Tree notation We use standard tree notation. \(T_u\) denotes the subtree rooted at node u. \(p_T(u)\) denotes the parent of a node u in T. Finally, \(dep_p(u)\) denotes the depth of u in a tree \(T_p\), i.e., the distance between u and p. To simplify notation, we define \(dep_p(u)=-\infty \) if \(u\notin T_p\).

3 Desirable properties

In this section, we define the set of desirable properties that an Incentive Tree mechanism should ideally satisfy. All these properties are inspired by related properties defined in [7] for Lottery Trees; or in [9] for multi-level marketing; and they are adjusted appropriately to our new generalized model with arbitrary contributions.

3.1 Basic properties

Continuing contribution incentive (CCI) [7] A reward mechanism satisfies CCI if it provides a participant u with increasing reward in response to an increase of u’s contribution. This encourages participants to continue contributing to the system (e.g., to continue purchasing goods from the seller). Formally, given a referral tree T. If a node \(u\in T\) increases its contribution, \(C'(u)>C(u)\), and the contribution of all other nodes \(v\in T{\setminus } \{u\}\) remains the same, \(C'(v)=C(v)\), then the reward of u increases: \(R'(u)>R(u)\).

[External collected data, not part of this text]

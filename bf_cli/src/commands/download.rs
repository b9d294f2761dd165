//! download command, plus the fetch step `build` runs first.

use console::style;
use indicatif::MultiProgress;
use tokio_util::sync::CancellationToken;

use bf_core::{BuildOptions, Error, Paths, Registry, ToolDescriptor};
use bf_io::{FetchOptions, FetchOutcome, ToolFetcher};

use crate::display::{ProgressStyles, create_progress_callback, finish_progress_bars};

/// Downloads (or confirms the cache of) `tool` into its sources directory,
/// rendering progress bars.
pub async fn fetch_with_progress(
    tool: &ToolDescriptor,
    paths: &Paths,
    fetch: FetchOptions,
    options: &BuildOptions,
    cancel: &CancellationToken,
) -> Result<FetchOutcome, Error> {
    let multi = MultiProgress::new();
    let (progress, bars) = create_progress_callback(multi, ProgressStyles::default());

    let fetcher = ToolFetcher::from_options(options);
    let outcome = fetcher
        .download_tool(
            tool,
            &paths.tool_sources(&tool.id),
            &fetch,
            Some(&progress),
            cancel,
        )
        .await;
    finish_progress_bars(&bars);
    let outcome = outcome?;

    let version = outcome.version.as_deref().unwrap_or("-");
    if outcome.downloaded {
        println!(
            "{} {} {} ready ({})",
            style("==>").cyan().bold(),
            style(&tool.id).bold(),
            version,
            outcome.reason
        );
    } else {
        println!(
            "{} {} {} {}",
            style("==>").cyan().bold(),
            style(&tool.id).bold(),
            version,
            style(format!("cached: {}", outcome.reason)).dim()
        );
    }
    Ok(outcome)
}

pub async fn run_download(
    registry: &Registry,
    paths: &Paths,
    tool_id: &str,
    version: Option<String>,
    force: bool,
    options: &BuildOptions,
    cancel: &CancellationToken,
) -> Result<(), Error> {
    let tool = registry.tool(tool_id)?;
    if tool.is_local() {
        println!(
            "{} {} is built from a local checkout; pass it to {} --source-dir",
            style("==>").cyan().bold(),
            style(&tool.id).bold(),
            style("binforge build").cyan()
        );
        return Ok(());
    }

    println!(
        "{} Fetching {}...",
        style("==>").cyan().bold(),
        style(&tool.display_name).bold()
    );
    let outcome =
        fetch_with_progress(tool, paths, FetchOptions { version, force }, options, cancel).await?;
    println!("    {}", style(outcome.source_dir.display()).dim());
    Ok(())
}
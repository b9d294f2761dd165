use std::path::{Path, PathBuf};

use thiserror::Error;

#[derive(Clone, Debug, PartialEq, Eq, Error)]
pub enum Error {
    #[error("unknown tool '{id}'\n  hint: run 'binforge tools' to list the available tools")]
    UnknownTool { id: String },

    #[error(
        "unknown build target '{id}'\n  hint: run 'binforge targets' to list the available targets"
    )]
    UnknownTarget { id: String },

    #[error("unknown platform '{name}'\n  hint: expected one of windows, linux, macos, android")]
    UnknownPlatform { name: String },

    #[error("invalid registry: {message}\n  hint: this is a bug in the built-in tables; please report it")]
    InvalidRegistry { message: String },

    #[error(
        "entry point for '{tool}' not found at {}\n  hint: run 'binforge download {tool}' or check --source-dir",
        .path.display()
    )]
    MissingEntryPoint { tool: String, path: PathBuf },

    #[error(
        "{} has already been prepared for compilation\n  hint: prepare from the pristine entry point, not from a prepared copy",
        .path.display()
    )]
    AlreadyPrepared { path: PathBuf },

    #[error("package '{package}' not found in the registry\n  hint: check the package name")]
    PackageNotFound { package: String },

    #[error("version '{version}' of '{package}' does not exist\n  hint: omit --version to use the latest release")]
    UnknownVersion { package: String, version: String },

    #[error("network error fetching {url}: {message}\n  hint: check your internet connection and try again")]
    NetworkFailure { url: String, message: String },

    #[error("HTTP {status} fetching {url}\n  hint: the server rejected the request; try again later")]
    HttpStatus { url: String, status: u16 },

    #[error("timed out after {seconds}s waiting for {url}\n  hint: raise --download-timeout on slow connections")]
    Timeout { url: String, seconds: u64 },

    #[error("too many redirects ({hops}) fetching {url}\n  hint: the server is redirecting in a loop")]
    RedirectLoop { url: String, hops: usize },

    #[error(
        "checksum verification failed{}\n  expected: {expected}\n  got:      {actual}\n  hint: this may indicate a corrupted download or CDN issue; try again",
        for_file(.file_name)
    )]
    ChecksumMismatch {
        expected: String,
        actual: String,
        file_name: Option<String>,
    },

    #[error("unsupported integrity digest '{algorithm}'\n  hint: SRI sha1/sha256/sha384/sha512 and 40-character hex shasums are supported")]
    UnsupportedDigest { algorithm: String },

    #[error("failed to extract {}: {message}", .archive.display())]
    ExtractionFailed { archive: PathBuf, message: String },

    #[error(
        "patch '{patch}' did not match {}\n  hint: the upstream source changed shape; rerun with --lenient-patches to build anyway",
        .file.display()
    )]
    PatchNotApplied { patch: String, file: PathBuf },

    #[error(
        "compiler '{name}' not found (searched: {})\n  hint: install it or put it on PATH",
        joined(.searched)
    )]
    CompilerNotFound { name: String, searched: Vec<PathBuf> },

    #[error("compilation for '{target}' failed{}\n{stderr}", exit_suffix(.exit_code))]
    CompileFailed {
        target: String,
        exit_code: Option<i32>,
        stderr: String,
    },

    #[error("compilation for '{target}' exceeded {seconds}s\n  hint: raise --compile-timeout")]
    CompileTimeout { target: String, seconds: u64 },

    #[error("operation cancelled")]
    Cancelled,

    #[error("{}: {message}", .path.display())]
    FileSystem { path: PathBuf, message: String },
}

impl Error {
    pub fn fs(path: impl AsRef<Path>, err: impl std::fmt::Display) -> Self {
        Error::FileSystem {
            path: path.as_ref().to_path_buf(),
            message: err.to_string(),
        }
    }
}

fn for_file(name: &Option<String>) -> String {
    match name {
        Some(name) => format!(" for '{name}'"),
        None => String::new(),
    }
}

fn joined(paths: &[PathBuf]) -> String {
    if paths.is_empty() {
        return "nothing".to_string();
    }
    paths
        .iter()
        .map(|p| p.display().to_string())
        .collect::<Vec<_>>()
        .join(", ")
}

fn exit_suffix(code: &Option<i32>) -> String {
    match code {
        Some(code) => format!(" (exit code {code})"),
        None => " (terminated by signal)".to_string(),
    }
}
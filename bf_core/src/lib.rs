pub mod context;
pub mod errors;
pub mod manifest;
pub mod patch;
pub mod platform;
pub mod registry;
pub mod target;
pub mod tool;

pub use context::{BuildOptions, PatchMode, Paths};
pub use errors::Error;
pub use manifest::{CacheVerdict, DownloadManifest, MANIFEST_FILE_NAME, RemotePackage, StaleReason};
pub use patch::{EmbeddedAsset, PatchContext, PatchReport, PreparedScript, Requirement, prepare_script};
pub use platform::{Arch, Host, Platform, Variant};
pub use registry::Registry;
pub use target::{BuildTarget, BuildTargetTemplate};
pub use tool::{BuildMeta, PatchProfile, ToolDescriptor, ToolSource, VendorAsset};
//! Test utilities for binforge
//!
//! Shared infrastructure for unit tests and the CLI crate's integration tests:
//!
//! - `TestContext` - Wraps TempDir, MockServer, and a pre-wired `ToolFetcher`
//! - Package fixtures - npm metadata JSON and package tarballs
//! - Network failure helpers - Mock timeouts, 404 and 500 errors
//! - Source fixtures - minified entry points with the shapes the patcher targets
//!
//! # Example
//!
//! ```ignore
//! use bf_io::test_utils::TestContext;
//!
//! #[tokio::test]
//! async fn downloads_codex() {
//!     let ctx = TestContext::new().await;
//!     ctx.mount_npm_package("@openai/codex", "0.2.0", &[("bin/codex.js", b"1", 0o644)]).await;
//!
//!     let outcome = ctx.fetcher().download_tool(&codex, &ctx.tool_dir("codex"), ...).await.unwrap();
//!     assert!(outcome.downloaded);
//! }
//! ```

use std::fs;
use std::io::Write;
use std::path::{Path, PathBuf};
use std::time::Duration;

use flate2::Compression;
use flate2::write::GzEncoder;
use sha1::{Digest, Sha1};
use tempfile::TempDir;
use wiremock::matchers::{method, path};
use wiremock::{Mock, MockServer, ResponseTemplate};

use bf_core::Paths;

use crate::download::Downloader;
use crate::fetch::ToolFetcher;
use crate::github::GitHubClient;
use crate::integrity::{Algorithm, sri_for};
use crate::npm::{NpmClient, encode_package_name};

// ============================================================================
// Package fixtures
// ============================================================================

/// A file inside a fixture tarball: (relative path, content, unix mode).
pub type FixtureFile<'a> = (&'a str, &'a [u8], u32);

/// Gzipped tarball with every file under `top_dir/`.
pub fn tarball_with_top_dir(top_dir: &str, files: &[FixtureFile<'_>]) -> Vec<u8> {
    let mut builder = tar::Builder::new(Vec::new());

    for (rel, content, mode) in files {
        let mut header = tar::Header::new_ustar();
        header.set_size(content.len() as u64);
        header.set_mode(*mode);
        header.set_cksum();
        builder
            .append_data(&mut header, format!("{top_dir}/{rel}"), *content)
            .expect("failed to append fixture file");
    }

    let tar_data = builder.into_inner().expect("failed to finish tar");
    let mut encoder = GzEncoder::new(Vec::new(), Compression::default());
    encoder.write_all(&tar_data).expect("failed to gzip fixture");
    encoder.finish().expect("failed to finish gzip")
}

/// npm tarballs put everything under `package/`.
pub fn npm_package_tarball(files: &[FixtureFile<'_>]) -> Vec<u8> {
    tarball_with_top_dir("package", files)
}

/// npm's `dist.shasum`: SHA-1, lowercase hex.
pub fn sha1_hex(data: &[u8]) -> String {
    hex::encode(Sha1::digest(data))
}

/// Metadata document for a package with a single published version.
pub fn npm_packument_json(
    package: &str,
    version: &str,
    tarball_url: &str,
    shasum: &str,
    integrity: &str,
) -> serde_json::Value {
    serde_json::json!({
        "name": package,
        "dist-tags": { "latest": version },
        "versions": {
            version: {
                "name": package,
                "version": version,
                "dist": {
                    "tarball": tarball_url,
                    "shasum": shasum,
                    "integrity": integrity
                }
            }
        }
    })
}

/// What `TestContext::mount_npm_package` published.
#[derive(Debug, Clone)]
pub struct PublishedPackage {
    pub tarball: Vec<u8>,
    pub shasum: String,
    pub integrity: String,
    pub tarball_path: String,
}

// ============================================================================
// Source fixtures
// ============================================================================

/// Minified entry point carrying both upstream shapes the patcher rewrites.
pub const PATCHABLE_ENTRY: &str = r#"#!/usr/bin/env node
import{createRequire as a}from"node:module";const u=import.meta.url;
function sh(){let s=process.env.SHELL;if(!s)throw new Error("No suitable shell found. Claude CLI requires a Posix shell environment. Please ensure you have a valid shell installed and the SHELL environment variable set.");return s}
process.env.CLAUDE_CODE_ENTRYPOINT="cli";main(sh());
"#;

/// Entry point with none of the shapes; strict mode rejects it for profiles
/// that require the rewrites.
pub const PLAIN_ENTRY: &str = "#!/usr/bin/env node\nconsole.log(\"hello\");\n";

/// Writes `files` below `dir`, creating parents.
pub fn write_tree(dir: &Path, files: &[(&str, &str)]) {
    for (rel, content) in files {
        let path = dir.join(rel);
        if let Some(parent) = path.parent() {
            fs::create_dir_all(parent).expect("failed to create fixture dir");
        }
        fs::write(&path, content).expect("failed to write fixture file");
    }
}

// ============================================================================
// Network failure helpers
// ============================================================================

/// A response that arrives only after `delay`.
pub fn mock_timeout_response(delay: Duration, body: Option<&[u8]>) -> ResponseTemplate {
    let mut response = ResponseTemplate::new(200).set_delay(delay);
    if let Some(data) = body {
        response = response.set_body_bytes(data.to_vec());
    }
    response
}

pub fn mock_500_error(message: Option<&str>) -> ResponseTemplate {
    ResponseTemplate::new(500).set_body_string(message.unwrap_or("Internal Server Error"))
}

pub fn mock_404_error() -> ResponseTemplate {
    ResponseTemplate::new(404).set_body_string("Not Found")
}

// ============================================================================
// TestContext - Main test infrastructure
// ============================================================================

/// Temporary binforge root plus a mock server standing in for both the npm
/// registry and the GitHub API.
pub struct TestContext {
    pub tmp: TempDir,
    pub mock_server: MockServer,
}

impl TestContext {
    pub async fn new() -> Self {
        let mock_server = MockServer::start().await;
        let tmp = TempDir::new().expect("failed to create temp dir");
        Self { tmp, mock_server }
    }

    /// The binforge data root.
    pub fn root(&self) -> PathBuf {
        self.tmp.path().join("binforge")
    }

    pub fn paths(&self) -> Paths {
        Paths::from_root(self.root())
    }

    /// Download destination for `tool_id`.
    pub fn tool_dir(&self, tool_id: &str) -> PathBuf {
        self.paths().tool_sources(tool_id)
    }

    pub fn fetcher(&self) -> ToolFetcher {
        ToolFetcher::new(
            NpmClient::with_base_url(self.mock_server.uri(), Duration::from_secs(5)),
            GitHubClient::with_base_url(self.mock_server.uri(), None, Duration::from_secs(5)),
            Downloader::new(Duration::from_secs(5), 5),
        )
    }

    /// Publishes `package@version` as the latest version, tarball included.
    pub async fn mount_npm_package(
        &self,
        package: &str,
        version: &str,
        files: &[FixtureFile<'_>],
    ) -> PublishedPackage {
        let tarball = npm_package_tarball(files);
        let shasum = sha1_hex(&tarball);
        let integrity = sri_for(Algorithm::Sha512, &tarball);
        let base_name = package.rsplit('/').next().unwrap_or(package);
        let tarball_path = format!("/{package}/-/{base_name}-{version}.tgz");
        let tarball_url = format!("{}{}", self.mock_server.uri(), tarball_path);

        Mock::given(method("GET"))
            .and(path(format!("/{}", encode_package_name(package))))
            .respond_with(ResponseTemplate::new(200).set_body_json(npm_packument_json(
                package,
                version,
                &tarball_url,
                &shasum,
                &integrity,
            )))
            .mount(&self.mock_server)
            .await;

        Mock::given(method("GET"))
            .and(path(tarball_path.clone()))
            .respond_with(ResponseTemplate::new(200).set_body_bytes(tarball.clone()))
            .mount(&self.mock_server)
            .await;

        PublishedPackage {
            tarball,
            shasum,
            integrity,
            tarball_path,
        }
    }

    /// Publishes a release as both `latest` and its tag, with a source
    /// tarball rooted the way GitHub roots them (`owner-repo-sha/`).
    pub async fn mount_github_release(
        &self,
        owner: &str,
        repo: &str,
        tag: &str,
        files: &[FixtureFile<'_>],
    ) {
        let tarball = tarball_with_top_dir(&format!("{owner}-{repo}-0a1b2c3"), files);
        let tarball_path = format!("/repos/{owner}/{repo}/tarball/{tag}");
        let release = serde_json::json!({
            "tag_name": tag,
            "tarball_url": format!("{}{}", self.mock_server.uri(), tarball_path),
            "assets": []
        });

        for release_path in [
            format!("/repos/{owner}/{repo}/releases/latest"),
            format!("/repos/{owner}/{repo}/releases/tags/{tag}"),
        ] {
            Mock::given(method("GET"))
                .and(path(release_path))
                .respond_with(ResponseTemplate::new(200).set_body_json(release.clone()))
                .mount(&self.mock_server)
                .await;
        }

        Mock::given(method("GET"))
            .and(path(tarball_path))
            .respond_with(ResponseTemplate::new(200).set_body_bytes(tarball))
            .mount(&self.mock_server)
            .await;
    }
}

Continuing solicitation incentive (CSI) [7] A reward mechanism satisfies CSI if every participant always has an incentive to solicit new participants. This encourages ongoing solicitation and ensures continuing growth of the system. Let \(T_u\) and \(T'_u\) be the subtree rooted at u before and after a new participant has joined the system in u’s subtree. Then, \(R'(u)>R(u)\).

Reward proportional to contribution ( \(\phi \) -RPC) [7] This property suggests that a reward mechanism should maintain some basic notion of fairness among the participants, the degree of which is determined by the parameter \(\phi \). We say that a reward mechanism satisfies \(\phi \)-RPC for some \(0\le \phi \le 1\), if a participant u who contributes C(u), should at least receive a reward of \(R(u)\ge \phi C(u)\). In other words, every participant should receive at least a \(\phi \)-fraction of his contribution to the system. Note that we assume \(\phi \le \varPhi \) since otherwise no reward mechanism can satisfy the \(\phi \)-RPC property.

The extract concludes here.